Martí Perarnau gives a stark insight into the world of the Manchester City manager in his latest book.

Image: AP/Press Association Images

The following is an extract from Pep Guardiola: The Evolution by Martí Perarnau, a recently released book that takes a detailed look at one of football’s most high-profile figures.

A MAN’S CHARACTER is his destiny. Heráclito What appears to be a virtue can also become a defect, depending on what you do with it.

Guardiola is an empathetic person. He’s interested in people, willing to compromise and adapt where necessary and always happy to help someone out if he can. His natural empathy means that he’s quick to identify with others’ feelings.

This determination to connect with people was evident from the start at Bayern: he chose to speak in German at his presentation ceremony, was happy to attend his first Oktoberfest (Munich’s famous beer festival) clad in the traditional Bavarian lederhosen, agreed to the club’s ‘open door’ policy at training sessions, tolerated the existing policy regarding medical care and understood that at Bayern the coach of the first team has no responsibility for the club’s youth categories.
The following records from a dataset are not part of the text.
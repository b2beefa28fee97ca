//! The `Zotero Library.base` view over the stub folder.  Written once; the
//! user owns it afterwards.

use crate::error::StoreError;
use crate::note::normalize_path;
use crate::store::NoteStore;

pub const BASE_FILE_NAME: &str = "Zotero Library.base";

pub fn base_file_path() -> String {
    normalize_path(BASE_FILE_NAME)
}

pub fn base_content(stub_folder: &str) -> String {
    format!(
        r#"filters:
  - file.inFolder("{stub_folder}")
properties:
  title:
    displayName: Title
  authors:
    displayName: Authors
  year:
    displayName: Year
  type:
    displayName: Type
  journal:
    displayName: Journal
  tags:
    displayName: Tags
  citekey:
    displayName: Citation Key
views:
  - type: table
    name: All references
    order:
      - title
      - authors
      - year
      - type
      - journal
      - tags
  - type: table
    name: By type
    groupBy:
      property: type
      direction: ASC
    order:
      - title
      - authors
      - year
      - journal
  - type: cards
    name: By tag
    groupBy:
      property: tags
      direction: ASC
"#
    )
}

/// Create the overview when missing.  `Ok(true)` when it was written now.
pub async fn ensure_base_file(
    store: &dyn NoteStore,
    stub_folder: &str,
) -> Result<bool, StoreError> {
    let path = base_file_path();
    if store.file_exists(&path).await? {
        return Ok(false);
    }
    store.create(&path, &base_content(stub_folder)).await?;
    Ok(true)
}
He went along with it all because he felt it was in the best interests of the club to do so.

And Guardiola always puts the interests of the club before his own. His determination to accede to the many idiosyncratic aspects of life at Bayern – a club, don’t forget, with its own very particular identity; ‘Mia San Mia’, the club slogan, effectively means ‘We are who we are’ – didn’t always work in his favour.
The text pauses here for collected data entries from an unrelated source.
#[cfg(test)]
mod tests {
    use super::*;
    use crate::applier::BatchOptions;
    use crate::engine::EngineSettings;
    use crate::notifier::RecordingNotifier;
    use crate::store::testing::GatedStore;
    use crate::store::{FsNoteStore, NoteStore};
    use notify::event::{DataChange, RemoveKind};
    use std::io::Write;
    use tempfile::TempDir;

    const SMITH: &str = r#"[{"id":"AAAA1111","citation-key":"smith2020","title":"On Foo"}]"#;

    fn watcher(dir: &TempDir, export_path: &str) -> ExportWatcher {
        let store = Arc::new(FsNoteStore::new(dir.path(), ".trash"));
        watcher_on(dir, export_path, store, Duration::from_millis(100))
    }

    fn watcher_on(
        dir: &TempDir,
        export_path: &str,
        store: Arc<dyn NoteStore>,
        restart_delay: Duration,
    ) -> ExportWatcher {
        let settings = EngineSettings {
            vault_root: dir.path().to_path_buf(),
            export_path: export_path.to_string(),
            stub_folder: "Refs".to_string(),
            batch: BatchOptions::default(),
        };
        let engine = SyncEngine::new(settings, store, Arc::new(RecordingNotifier::default()));
        ExportWatcher::new(
            Arc::new(engine),
            WatchOptions {
                debounce: Duration::from_millis(50),
                restart_delay,
            },
        )
    }

    /// Run `watcher` on a session whose events come from the returned sender
    /// instead of the OS.
    fn feed(
        watcher: &mut ExportWatcher,
        dir: &TempDir,
        export_name: &str,
    ) -> mpsc::UnboundedSender<notify::Result<Event>> {
        let (tx, events) = mpsc::unbounded_channel();
        let session = Session {
            mode: WatchState::WatchingFile,
            _watcher: None,
            events,
        };
        watcher.spawn_session(dir.path().join(export_name), session);
        tx
    }

    async fn eventually(check: impl Fn() -> bool) -> bool {
        for _ in 0..100 {
            if check() {
                return true;
            }
            tokio::time::sleep(Duration::from_millis(50)).await;
        }
        false
    }

    #[tokio::test]
    async fn stays_idle_without_file_or_directory() {
        let dir = TempDir::new().unwrap();
        let mut watcher = watcher(&dir, "missing/dir/library.json");
        assert_eq!(watcher.start().unwrap(), WatchState::Idle);
        assert!(!watcher.is_running());
        assert_eq!(watcher.state(), WatchState::Idle);
    }

    #[tokio::test]
    async fn stop_is_idempotent() {
        let dir = TempDir::new().unwrap();
        std::fs::write(dir.path().join("library.json"), "[]").unwrap();
        let mut watcher = watcher(&dir, "library.json");
        assert_eq!(watcher.start().unwrap(), WatchState::WatchingFile);
        assert!(watcher.is_running());

        watcher.stop();
        watcher.stop();
        assert_eq!(watcher.state(), WatchState::Idle);
        assert!(!watcher.is_running());
    }

    #[tokio::test(flavor = "multi_thread", worker_threads = 2)]
    async fn change_to_watched_file_triggers_sync() {
        let dir = TempDir::new().unwrap();
        let export = dir.path().join("library.json");
        // Same length as the real content so it can be overwritten with a
        // single write and no truncation event.
        std::fs::write(&export, " ".repeat(SMITH.len())).unwrap();

        let mut watcher = watcher(&dir, "library.json");
        assert_eq!(watcher.start().unwrap(), WatchState::WatchingFile);

        let mut file = std::fs::OpenOptions::new().write(true).open(&export).unwrap();
        file.write_all(SMITH.as_bytes()).unwrap();
        drop(file);

        let note = dir.path().join("Refs/smith2020.md");
        assert!(eventually(|| note.exists()).await);
        watcher.stop();
    }

    #[tokio::test(flavor = "multi_thread", worker_threads = 2)]
    async fn file_appearing_in_directory_switches_mode_and_syncs() {
        let dir = TempDir::new().unwrap();
        std::fs::create_dir(dir.path().join("exports")).unwrap();

        let mut watcher = watcher(&dir, "exports/library.json");
        assert_eq!(watcher.start().unwrap(), WatchState::WatchingParentDirectory);

        let staged = dir.path().join("staged.json");
        std::fs::write(&staged, SMITH).unwrap();
        std::fs::rename(&staged, dir.path().join("exports/library.json")).unwrap();

        let note = dir.path().join("Refs/smith2020.md");
        assert!(eventually(|| note.exists()).await);
        assert!(eventually(|| watcher.state() == WatchState::WatchingFile).await);
        watcher.stop();
    }

    #[tokio::test]
    async fn watch_error_restarts_after_delay_without_syncing() {
        let dir = TempDir::new().unwrap();
        std::fs::write(dir.path().join("library.json"), SMITH).unwrap();
        let store = Arc::new(FsNoteStore::new(dir.path(), ".trash"));
        let mut watcher = watcher_on(&dir, "library.json", store, Duration::from_millis(500));
        let tx = feed(&mut watcher, &dir, "library.json");
        assert_eq!(watcher.state(), WatchState::WatchingFile);

        tx.send(Err(notify::Error::generic("inotify queue overflow")))
            .unwrap();
        assert!(eventually(|| watcher.state() == WatchState::Idle).await);
        assert!(eventually(|| watcher.state() == WatchState::WatchingFile).await);

        // The failed session was torn down and a fresh OS watch replaced it.
        assert!(tx.is_closed());
        assert!(watcher.is_running());
        tokio::time::sleep(Duration::from_millis(150)).await;
        assert!(!dir.path().join("Refs/smith2020.md").exists());
        watcher.stop();
    }

    #[tokio::test]
    async fn replaced_file_is_watched_again_and_synced() {
        let dir = TempDir::new().unwrap();
        std::fs::write(dir.path().join("library.json"), SMITH).unwrap();
        let mut watcher = watcher(&dir, "library.json");
        let tx = feed(&mut watcher, &dir, "library.json");

        tx.send(Ok(Event::new(EventKind::Remove(RemoveKind::File))))
            .unwrap();

        let note = dir.path().join("Refs/smith2020.md");
        assert!(eventually(|| note.exists()).await);
        assert!(eventually(|| watcher.state() == WatchState::WatchingFile).await);
        assert!(tx.is_closed());
        watcher.stop();
    }

    #[tokio::test]
    async fn removed_file_falls_back_to_directory_watch() {
        let dir = TempDir::new().unwrap();
        let export = dir.path().join("library.json");
        std::fs::write(&export, SMITH).unwrap();
        let mut watcher = watcher(&dir, "library.json");
        let tx = feed(&mut watcher, &dir, "library.json");

        std::fs::remove_file(&export).unwrap();
        tx.send(Ok(Event::new(EventKind::Remove(RemoveKind::File))))
            .unwrap();

        assert!(
            eventually(|| watcher.state() == WatchState::WatchingParentDirectory).await
        );
        assert!(!dir.path().join("Refs").exists());
        watcher.stop();
    }

    #[tokio::test]
    async fn syncing_is_reported_only_while_a_watcher_sync_runs() {
        let dir = TempDir::new().unwrap();
        std::fs::write(dir.path().join("library.json"), SMITH).unwrap();
        let store = Arc::new(GatedStore::new(dir.path()));
        let mut watcher =
            watcher_on(&dir, "library.json", store.clone(), Duration::from_millis(100));
        let tx = feed(&mut watcher, &dir, "library.json");

        let change = EventKind::Modify(ModifyKind::Data(DataChange::Content));
        tx.send(Ok(Event::new(change))).unwrap();
        tokio::time::timeout(Duration::from_secs(5), store.entered.notified())
            .await
            .unwrap();
        assert_eq!(watcher.state(), WatchState::Syncing);

        store.release.notify_one();
        let note = dir.path().join("Refs/smith2020.md");
        assert!(eventually(|| note.exists()).await);
        assert!(eventually(|| watcher.state() == WatchState::WatchingFile).await);
        watcher.stop();
    }
}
For Pep it was essential that, as coach of the German champions, he should make an effort to speak their language and therefore always addressed the press in German. Although an able linguist, he was less proficient in German than other foreign languages and made frequent grammar and pronunciation mistakes.

From time to time communications director, Markus Hörwick, would pass on a request from a journalist that he switch to English (eventually Sky Deutschland insisted on doing post-match interviews in Spanish). Guardiola was determined to stick to his guns however, believing that switching to another language would reflect badly on the club.
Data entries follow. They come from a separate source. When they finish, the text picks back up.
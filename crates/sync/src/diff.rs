use indexmap::IndexMap;
use std::collections::BTreeSet;

use crate::schema::{DiffOp, ItemRecord};

/// Compare freshly parsed records against the note keys currently in the
/// store.
///
/// Creates and updates come first in `new` order, deletes last in
/// `existing` order.  Without `previous`, every key still present is updated
/// unconditionally; with it, only records whose managed fields changed are.
pub fn compute_diff(
    new: &IndexMap<String, ItemRecord>,
    existing: &BTreeSet<String>,
    previous: Option<&IndexMap<String, ItemRecord>>,
) -> Vec<DiffOp> {
    let mut ops = Vec::new();

    for (key, record) in new {
        if !existing.contains(key) {
            ops.push(DiffOp::Create {
                key: key.clone(),
                record: record.clone(),
            });
            continue;
        }

        let changed = match previous {
            None => true,
            Some(previous) => has_changed(previous.get(key), record),
        };
        if changed {
            ops.push(DiffOp::Update {
                key: key.clone(),
                record: record.clone(),
            });
        }
    }

    for key in existing {
        if !new.contains_key(key) {
            ops.push(DiffOp::Delete { key: key.clone() });
        }
    }

    ops
}

/// Field-wise comparison of the managed metadata.  A record with no previous
/// counterpart is always changed.
pub fn has_changed(previous: Option<&ItemRecord>, updated: &ItemRecord) -> bool {
    let Some(previous) = previous else {
        return true;
    };

    previous.title != updated.title
        || previous.year != updated.year
        || previous.item_type != updated.item_type
        || previous.container != updated.container
        || previous.external_uri != updated.external_uri
        || previous.authors != updated.authors
        || previous.tags != updated.tags
}
use std::sync::Mutex;

use tracing::info;

use crate::schema::SyncResult;

pub const UP_TO_DATE: &str = "Zotero library is up to date.";

/// User-visible notifications.  The CLI prints them; a GUI host would show a
/// toast.
pub trait Notifier: Send + Sync {
    fn show(&self, message: &str);
}

/// Sends notifications to the tracing subscriber.  Used when no terminal is
/// attached, e.g. a watch daemon writing to a log file.
#[derive(Debug, Default, Clone, Copy)]
pub struct TracingNotifier;

impl Notifier for TracingNotifier {
    fn show(&self, message: &str) {
        info!(target: "citevault::notice", "{message}");
    }
}

/// Keeps every message.  Handy for embedding hosts that render notices
/// themselves, and for tests.
#[derive(Debug, Default)]
pub struct RecordingNotifier {
    messages: Mutex<Vec<String>>,
}

impl RecordingNotifier {
    pub fn messages(&self) -> Vec<String> {
        self.messages
            .lock()
            .map(|guard| guard.clone())
            .unwrap_or_default()
    }
}

impl Notifier for RecordingNotifier {
    fn show(&self, message: &str) {
        if let Ok(mut guard) = self.messages.lock() {
            guard.push(message.to_string());
        }
    }
}

/// One-line summary of a sync pass.
pub fn summary_message(result: &SyncResult) -> String {
    let mut parts = Vec::new();
    if result.created > 0 {
        parts.push(format!("{} added", result.created));
    }
    if result.updated > 0 {
        parts.push(format!("{} updated", result.updated));
    }
    if result.deleted > 0 {
        parts.push(format!("{} deleted", result.deleted));
    }

    if parts.is_empty() && result.errors.is_empty() {
        return UP_TO_DATE.to_string();
    }

    let mut message = if parts.is_empty() {
        "Zotero sync: no changes".to_string()
    } else {
        format!("Zotero sync: {}", parts.join(", "))
    };
    if !result.errors.is_empty() {
        message.push_str(&format!(" ({} error(s))", result.errors.len()));
    }
    message
}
The coach of Bayern should always speak German, he believed, or at the very least, make a serious effort to do so. This policy backfired on him and his conferences were never as clear and as detailed as they would have been in English, not to mention Spanish or Catalan.

Almost all the German journalists I spoke to thought that he’d got this badly wrong. They didn’t care what language he spoke as long as they could understand what he said. It was really only Pep himself who was bothered about speaking the language of the club and country.

His natural empathy and willingness to prioritise the needs of the club got him into hot water in other ways and, ironically, had he been a little more selfish in his actions and decisions, life at Bayern might have been much, much easier. Take his policy regarding players for example. During his first year in charge Pep fought tooth and nail to keep Toni Kroos.

The player had been in constant dispute with club directors and was unhappy with his salary as well as their refusal to accept his status as a vital part of the squad. Pep was desperate to hold on to the player, whom he saw as one of the linchpins of his team, the man who imposed order on their game once Lahm had set things in motion.

Pep Guardiola Press Conference - City Football Academy Manchester City manager Pep Guardiola poses for a photograph in front of the Etihad Stadium at the City Football Academy. Source: Peter Byrne

The coach spent months trying to find a compromise between the two sides but in the end had to concede defeat as Kroos was transferred to Real Madrid. He could have given the club an ultimatum of course,

‘Either Kroos stays or you’re going to have problems with me too,’ but threats and blandishments are not Pep’s style and after two determined attempts to change the board’s mind, he threw in the towel.

The player was going to be a big loss to him but, for Pep, it was better to respect the club’s wishes.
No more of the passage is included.